= Puteri Saadong =

Malay queen

Puteri Saadong (died after 1671), was the queen regnant of Kelantan in 1667–1671. She was the adopted daughter of Siti Wan Kembang (Che Siti), the legendary Queen of Kelantan.

She was the daughter of Raja Loyor, the Raja of Jembal, and married Raja Abdullah.

Siti Wan Kembang, who ruled from 1610 to 1667, abdicated her throne in favor of her adopted daughter Puteri Saadong and Saadong ruled for four years before she was abducted by the Siamese and made a concubine of the king.

==Folklore==
Puteri Saadong was brought up in Bukit Marak by Che Siti, after her mother died.

Che Siti gave Puteri Saadong's hand in marriage to her cousin, Raja Abdullah bin al-Marhum Sultan Samiruddin, Raja of Kelantan-Selatan (Jembal) when the princess was only 15 years old.

She was captured by the Siamese and forced to become a concubine of King Narai of Siam (now Thailand) in order to spare her husband's life. Raja Abdullah vowed to wait for her return and never to remarry.
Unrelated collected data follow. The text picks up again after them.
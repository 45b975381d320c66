use std::sync::{Mutex, MutexGuard};

use crate::core::errors::{Result, ToolkitError};
use crate::core::models::decryption_record::DecryptionRecord;
use crate::core::traits::history::HistoryStore;

/// Process-local history. Starts uninitialized, like a fresh profile.
#[derive(Default)]
pub struct MemoryHistoryStore {
    records: Mutex<Option<Vec<DecryptionRecord>>>,
}

impl MemoryHistoryStore {
    pub fn new() -> Self {
        Self::default()
    }

    fn lock(&self) -> Result<MutexGuard<'_, Option<Vec<DecryptionRecord>>>> {
        self.records.lock().map_err(|_| ToolkitError::History {
            detail: "in-memory history lock poisoned".into(),
        })
    }
}

impl HistoryStore for MemoryHistoryStore {
    fn initialize_if_absent(&self) -> Result<()> {
        self.lock()?.get_or_insert_with(Vec::new);
        Ok(())
    }

    fn append(&self, record: &DecryptionRecord) -> Result<()> {
        self.lock()?
            .get_or_insert_with(Vec::new)
            .push(record.clone());
        Ok(())
    }

    fn read(&self) -> Result<Vec<DecryptionRecord>> {
        Ok(self.lock()?.clone().unwrap_or_default())
    }
}
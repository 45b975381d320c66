use zeroize::Zeroizing;

use crate::config::app_config::KeySection;
use crate::core::errors::{Result, ToolkitError};
use crate::core::models::key_material::ArmoredKey;

/// Rebuild the armored private key from its configured fragments.
///
/// Fragments are concatenated exactly as given, in order. Empty fragments
/// are kept as-is; only a set where every fragment is empty (or no
/// fragment at all) counts as missing key material.
pub fn assemble_key<S: AsRef<str>>(fragments: &[S]) -> Result<ArmoredKey> {
    if fragments.iter().all(|f| f.as_ref().is_empty()) {
        return Err(ToolkitError::MissingKeyMaterial {
            vars: format!("{} fragment(s), all empty", fragments.len()),
        });
    }

    let body: Zeroizing<String> = Zeroizing::new(fragments.iter().map(|f| f.as_ref()).collect());
    Ok(ArmoredKey::from_body(&body))
}

/// Read the fragments named in `[key] fragment_vars` from the environment
/// and assemble them. Unset variables read as empty fragments.
pub fn assemble_from_env(section: &KeySection) -> Result<ArmoredKey> {
    let fragments: Vec<Zeroizing<String>> = section
        .fragment_vars
        .iter()
        .map(|var| Zeroizing::new(std::env::var(var).unwrap_or_default()))
        .collect();
    let fragments: Vec<&str> = fragments.iter().map(|f| f.as_str()).collect();

    assemble_key(&fragments).map_err(|e| match e {
        ToolkitError::MissingKeyMaterial { .. } => ToolkitError::MissingKeyMaterial {
            vars: section.fragment_vars.join(", "),
        },
        other => other,
    })
}

/// Resolve the key passphrase: an explicit value wins, then the configured
/// environment variable. Absence is valid; unprotected keys need none.
pub fn resolve_passphrase(
    explicit: Option<&str>,
    section: &KeySection,
) -> Option<Zeroizing<String>> {
    if let Some(value) = explicit.filter(|v| !v.is_empty()) {
        return Some(Zeroizing::new(value.to_string()));
    }
    std::env::var(&section.passphrase_var)
        .ok()
        .filter(|v| !v.is_empty())
        .map(Zeroizing::new)
}
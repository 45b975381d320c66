/// Ciphertext that passed armor validation.
///
/// Only `message_parser::validate` can build one, so holding an
/// `ArmoredMessage` means the envelope was already checked.
#[derive(Debug, Clone, PartialEq, Eq)]
pub struct ArmoredMessage {
    text: String,
    block: String,
}

impl ArmoredMessage {
    pub(crate) fn new(text: String, block: String) -> Self {
        Self { text, block }
    }

    /// The full input text, including anything around the armor block.
    pub fn as_str(&self) -> &str {
        &self.text
    }

    /// Just the `BEGIN PGP MESSAGE` .. `END PGP MESSAGE` lines, with
    /// trailing whitespace removed and LF line endings.
    pub fn armor_block(&self) -> &str {
        &self.block
    }
}
use std::path::PathBuf;

/// All domain errors for csirt-pgp.
///
/// The `Display` text of each variant is what the operator sees, so
/// messages carry guidance rather than internal detail where possible.
#[derive(Debug, thiserror::Error)]
pub enum ToolkitError {
    #[error(
        "Private key not found\n\n  \
         None of the configured key fragments are set: {vars}\n\n  \
         Solutions:\n    \
         → Export every fragment variable before running csirt-pgp\n    \
         → Or point to a whole armored key: --key-file <path>"
    )]
    MissingKeyMaterial { vars: String },

    #[error("Input seems EMPTY! Enter a valid PGP encrypted text.")]
    EmptyInput,

    #[error("Enter a valid PGP encrypted text. (input is not a valid PGP message)")]
    NotPgpMessage,

    #[error("Enter a valid input in PGP format. (misformed armored text: {detail})")]
    MisformedArmor { detail: String },

    #[error(
        "Could not unlock the private key: {reason}\n\n  \
         Check the passphrase (--passphrase or the configured variable)\n  \
         and that every key fragment is set in the right order."
    )]
    KeyUnlock { reason: String },

    #[error("Decryption failed: {reason}")]
    DecryptionFailed { reason: String },

    #[error("Decryption failed: plaintext stream broke off: {reason}")]
    StreamConsumption { reason: String },

    #[error(
        "Invalid file type: {name}. Only .txt, .eml, .pgp, and .gpg files are allowed."
    )]
    InvalidFileType { name: String },

    #[error("File size exceeds limit: {name}. Maximum size is {limit}.")]
    FileTooLarge { name: String, limit: String },

    #[error("Too many files: {name} was skipped. At most {max} files per batch.")]
    TooManyFiles { name: String, max: usize },

    #[error("{failed} of {total} files could not be decrypted")]
    BatchFailed { failed: usize, total: usize },

    #[error("History error: {detail}")]
    History { detail: String },

    #[error("Encryption failed: {reason}")]
    EncryptionFailed { reason: String },

    #[error("Invalid configuration: {detail}")]
    InvalidConfig { detail: String },

    #[error("File not found: {path}\n\n  Check that the path is correct and the file exists.")]
    FileNotFound { path: PathBuf },

    #[error(transparent)]
    Io(#[from] std::io::Error),
}

impl ToolkitError {
    /// The input was rejected before any key material was touched.
    pub fn is_malformed_input(&self) -> bool {
        matches!(
            self,
            Self::EmptyInput | Self::NotPgpMessage | Self::MisformedArmor { .. }
        )
    }

    /// The upload was rejected before it was read.
    pub fn is_file_validation(&self) -> bool {
        matches!(
            self,
            Self::InvalidFileType { .. } | Self::FileTooLarge { .. } | Self::TooManyFiles { .. }
        )
    }
}

/// Convenience alias used throughout the crate.
pub type Result<T> = std::result::Result<T, ToolkitError>;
However, after several years Raja Abdullah gave up and remarried.

When Puteri Saadong returned to Bukit Marak after she managed to heal the King Narai of Siam who promised her freedom if she can heal his disease, she found Raja Abdullah remarried with a princess who used to envy her marital status with Raja Abdullah before, a quarrel ensued. It was believed that Puteri Saadong, overwhelmed with rage, killed Raja Abdullah with her hair pin.

After the incident, Puteri Saadong left Bukit Marak and subsequently disappeared. Raja Abdullah's tomb can still be seen at Padang Halban, Melor in the district of Bachok, Kelantan.